Shakily; “No. Just leave it please. Thanks, Beth.”
“She moved - ”
“Yes, perhaps she did. Please?”
Annette Piper could almost hear it in the clattered down tray, teaspoon tinkling on saucer - almost hear the shrug of the shoulders, the smart about turn, the quick retreat. Then the scrape of Ginny’s chair legs, moving closer, the drone of an aeroplane high up, going where? going why? Ginny’s two cool hands around her own left hand. “Mother. Mother, did you hear me?”
“Yes, I heard you, darling,” she said. “Oh yes, I did hear you. How many hundreds of days and nights staring into the many coloured darkness, thinking about it, that little thing you have, imagining it like a pebble in my mouth, waiting for it to break me loose from all these chains.”
“Mother? Yes, I don’t know what you’re trying to say but you do, you do understand! I know you do. I know you know all about it. It’ll just make you sleepy, mother. After a while you’ll go to sleep and,” there, the catch; “and then you, you'll dream lovely dreams and for ever and won’t wake up.”
“Yes. But now I don’t know any more, Ginny. Pain? Of course, darling, but pain really is nothing, an irrelevance, just some illusory protection device for healthier bodies, you see. But … now I don’t know, I’m not sure if I can leave them, Ginny. All my friends, my champions, all their lovely words, all their places, all their things, all their real people.

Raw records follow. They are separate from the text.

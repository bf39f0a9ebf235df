// src/frame_loop.rs

//! The presentation loop: paint, draw rects, present, pace, repeat.

use crate::color::Gradient;
use crate::compositor::{draw_frame, Rect};
use crate::config::Config;
use crate::display::presenter::{Damage, Presenter};
use anyhow::{Context, Result};
use log::{debug, info, trace};
use std::time::Duration;

#[derive(Debug, Clone, Copy, PartialEq, Eq)]
pub enum FrameStatus {
    Running,
    Shutdown,
}

pub struct FrameLoop {
    rects: Vec<Rect>,
    background: Option<Gradient>,
    interval: Duration,
    max_frames: Option<u64>,
    frames: u64,
}

impl FrameLoop {
    pub fn new(config: &Config) -> Self {
        Self {
            rects: config.rects(),
            background: config.gradient(),
            interval: config.frame.interval(),
            max_frames: config.frame.max_frames,
            frames: 0,
        }
    }

    /// Frames presented so far.
    pub fn frames(&self) -> u64 {
        self.frames
    }

    /// Draws and presents one frame, unless the window has been closed.
    pub fn run_frame<P: Presenter>(&mut self, presenter: &mut P) -> Result<FrameStatus> {
        if presenter.should_close() {
            info!("Window closed after {} frames", self.frames);
            return Ok(FrameStatus::Shutdown);
        }

        let extent = {
            let mut surface = presenter
                .surface()
                .context("Failed to acquire a surface to draw into")?;
            if let Some(gradient) = self.background.as_mut() {
                gradient.paint(&mut surface);
            }
            draw_frame(&mut surface, &self.rects);
            surface.extent()
        };

        presenter
            .present(Damage::full(extent))
            .with_context(|| format!("Failed to present frame {}", self.frames))?;
        self.frames += 1;
        trace!("Presented frame {} at {}", self.frames, extent);

        match self.max_frames {
            Some(max) if self.frames >= max => {
                info!("Frame budget of {} reached", max);
                Ok(FrameStatus::Shutdown)
            }
            _ => Ok(FrameStatus::Running),
        }
    }

    /// Runs until the window closes or the frame budget is spent. Returns
    /// the number of frames presented.
    pub fn run<P: Presenter>(&mut self, presenter: &mut P) -> Result<u64> {
        debug!(
            "Frame loop: {} rects, interval {:?}, budget {:?}",
            self.rects.len(),
            self.interval,
            self.max_frames
        );
        while self.run_frame(presenter)? == FrameStatus::Running {
            std::thread::sleep(self.interval);
        }
        Ok(self.frames)
    }
}

#[cfg(test)]
mod tests;
// src/surface.rs

//! Pixel surface model shared by the compositor and the display layer.
//!
//! A `PixelSurface` never owns its storage. Tests lend it a `Vec<u32>`,
//! the Wayland presenter lends it the mmap'd shared-memory region.

use std::fmt;

/// Dimensions of a pixel surface, in pixels.
#[derive(Debug, Clone, Copy, PartialEq, Eq, Hash, Default)]
pub struct Extent {
    pub width: u32,
    pub height: u32,
}

impl Extent {
    pub const fn new(width: u32, height: u32) -> Self {
        Self { width, height }
    }

    /// Number of pixels covered by this extent.
    pub fn area(&self) -> usize {
        self.width as usize * self.height as usize
    }

    pub fn is_empty(&self) -> bool {
        self.width == 0 || self.height == 0
    }
}

impl fmt::Display for Extent {
    fn fmt(&self, f: &mut fmt::Formatter<'_>) -> fmt::Result {
        write!(f, "{}x{}", self.width, self.height)
    }
}

/// Errors raised when building a surface over caller-provided storage.
#[derive(Debug, Clone, PartialEq, Eq)]
pub enum SurfaceError {
    /// The pixel slice does not hold exactly `width * height` cells.
    LengthMismatch { extent: Extent, len: usize },
}

impl fmt::Display for SurfaceError {
    fn fmt(&self, f: &mut fmt::Formatter<'_>) -> fmt::Result {
        match self {
            SurfaceError::LengthMismatch { extent, len } => write!(
                f,
                "surface {} needs {} pixels, got {}",
                extent,
                extent.area(),
                len
            ),
        }
    }
}

impl std::error::Error for SurfaceError {}

/// A mutable, linearly addressed grid of packed 32-bit pixels.
///
/// Pixel `(x, y)` lives at index `x + y * extent.width`.
#[derive(Debug)]
pub struct PixelSurface<'a> {
    pixels: &'a mut [u32],
    extent: Extent,
}

impl<'a> PixelSurface<'a> {
    pub fn new(pixels: &'a mut [u32], extent: Extent) -> Result<Self, SurfaceError> {
        if pixels.len() != extent.area() {
            return Err(SurfaceError::LengthMismatch {
                extent,
                len: pixels.len(),
            });
        }
        Ok(Self { pixels, extent })
    }

    pub fn extent(&self) -> Extent {
        self.extent
    }

    pub fn pixels(&self) -> &[u32] {
        &*self.pixels
    }

    pub fn pixels_mut(&mut self) -> &mut [u32] {
        &mut *self.pixels
    }

    /// Returns the pixel at `(x, y)`, or `None` outside the surface.
    pub fn get(&self, x: u32, y: u32) -> Option<u32> {
        if x >= self.extent.width || y >= self.extent.height {
            return None;
        }
        self.pixels
            .get(x as usize + y as usize * self.extent.width as usize)
            .copied()
    }

    pub fn fill(&mut self, color: u32) {
        self.pixels.fill(color);
    }
}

Nevermore? Truly I’m not afraid, darling girl, and I do know what it’s costing you and I’m so very, very sorry. Me living. Me dying. You watching. Your pain. The pill? Well, what difference whether some unconsidered speck of a microbe or some silly little pill to find for me the way out? She needed to make a massive effort, willed the turn of her hand against her daughter’s hold, felt the release, the long silence and the waiting, palm up and open. She didn’t feel the placing of it there, just her daughter’s fingers around her fingers, helping them to close. “I do love you, Ginny,” she fought to say, and felt the tickle of her rolling tears. The left hand, closed all around its last small cargo, back by her side now. The once again wiping dry of her face.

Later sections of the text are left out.